Bloody cheek getting in the way of my shot just because you need to pay at the till lol!
I promised myself this year I would do more things outside of my comfort zone, to learn new things, meet different people and generally go out more and enjoy life.
Perhaps misguidedly I seem to have decided to start off by attempting to become Lara Croft! I had thought more like travel more and maybe do some cookery courses but after a vague conversation about snowboarding, I booked myself some lessons. Prior to the first lesson I was excited as I had no idea of the fear I would be experiencing. I probably should mention at this point that even my driving lessons terrified me, I was pretty good at them and I forced myself to do them as obviously driving is a necessity these days but I would arrive home shaking and sweating even weeks after passing my test! It’s totally irrational and now I love my car and I love driving! Since I know that I have to make myself do things like this I am literally forcing myself to go through with these lessons, I passed Level 1 at the snow centre in Hemel Hempstead last week and today passed my Level 2 class. http://www.thesnowcentre.com/ My instructor today was so nice to me which was good as I was the only girl and felt a bit like I was slowing the other guys down, just googled and found this video of him so if you go and are a total uncool girl like me then definitely ask if Kris is available as he is very patient even when I am sure I was being a total plank.

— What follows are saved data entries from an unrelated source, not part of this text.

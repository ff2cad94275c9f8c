//! Shared-ownership slot holding at most one live instance of a type.
//!
//! The slot keeps only a weak reference. The first caller of
//! [`Singleton::get_or_try_create`] builds the instance under the slot's lock;
//! later callers get a promoted strong reference while it is alive. When the
//! last strong reference drops the instance is destroyed and the next request
//! builds a fresh one.
//!
//! Arguments passed to the factory are only honoured by the call that actually
//! creates the instance. Callers asking for a reconfigured instance while one
//! is alive get the existing one unchanged.

use std::sync::{Arc, Mutex, PoisonError, Weak};

pub struct Singleton<T> {
    slot: Mutex<Weak<T>>,
}

impl<T> Singleton<T> {
    pub const fn new() -> Self {
        Self {
            slot: Mutex::new(Weak::new()),
        }
    }

    /// Return the live instance, or build one with `create` while holding the lock.
    pub fn get_or_try_create<E>(
        &self,
        create: impl FnOnce() -> Result<Arc<T>, E>,
    ) -> Result<Arc<T>, E> {
        let mut slot = self.slot.lock().unwrap_or_else(PoisonError::into_inner);

        if let Some(existing) = slot.upgrade() {
            return Ok(existing);
        }

        let shared = create()?;
        *slot = Arc::downgrade(&shared);
        Ok(shared)
    }

    pub fn get_or_create(&self, create: impl FnOnce() -> Arc<T>) -> Arc<T> {
        match self.get_or_try_create(|| Ok::<_, std::convert::Infallible>(create())) {
            Ok(shared) => shared,
            Err(never) => match never {},
        }
    }

    pub fn get_weak(&self) -> Weak<T> {
        self.slot
            .lock()
            .unwrap_or_else(PoisonError::into_inner)
            .clone()
    }

    /// The live instance, without creating one.
    pub fn get(&self) -> Option<Arc<T>> {
        self.get_weak().upgrade()
    }

    pub fn is_alive(&self) -> bool {
        self.get_weak().strong_count() > 0
    }
}

impl<T> Default for Singleton<T> {
    fn default() -> Self {
        Self::new()
    }
}
fn main() {
    // ESP-IDF build configuration; host builds only compile the core and the simulator
    if std::env::var("CARGO_CFG_TARGET_OS").as_deref() == Ok("espidf") {
        embuild::espidf::sysenv::output();
    }

    println!("cargo:rerun-if-changed=build.rs");
    println!("cargo:rerun-if-env-changed=PROVISION_TRIGGER_PIN");
    println!("cargo:rerun-if-env-changed=PROVISION_TRIGGER_PULL");
    println!("cargo:rerun-if-env-changed=PROVISION_TRIGGER_EDGE");
}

I am sure some people pick it up super fast but I just feel abject terror and as soon as the panic set it I stop thinking about what I should be doing ie stick hips forward or back or lean to the side or to the front or bend knees and fall forward or back if I can’t stop as the brain just blocks that out and changes to ‘aaaaaaaaaaaaaaaaaah Jesus what the fuck are you doing?!!!!!’ And all logic goes out the window. So far it just feels like the most unnatural thing in the world especially that rope lift – I was very glad today to find we used the metal pole lift thing, that was so much easier! I felt much more nervous about Level 2 than Level 1 as I knew how difficult it would be! Luckily I seem to have some sort of get up and go as I got there and passed it. I congratulated myself with one of those double wispa bars on the way home.
I’m no expert so here’s some tips from one newbie to another:
As a beginner you will spend a lot of time falling or sitting on your bum, so invest in a decent pair of waterproof trousers, Bench have an ebay shop and I got some nice navy ones for around £35. I would say rent your clothes but it costs £6.50 each time so you might as well get some on ebay if you definitely think you will be doing more lessons or snowboarding.
You might not need as many layers as you think if you are learning inside at a snowdome type place like me, I was sweating hot both times, I think I will just wear a vest and hoodie next time underneath my waterproof jacket.
Buy the gloves and socks at the Snow Centre, they were deffo cheaper than a lot other ones I found online.
Try to distract yourself with silly thoughts when you are over-thinking what to do so you calm down, when I was laughing I did so much better than when I was trying to concentrate too much.
Wear a headband under the helmet, if you’re like me your hair will get so sweaty and it’s horrible.
Anyway I shall let you know how I get on with other levels. I am feeling quite chuffed right now but also totally exhausted (and bruised)!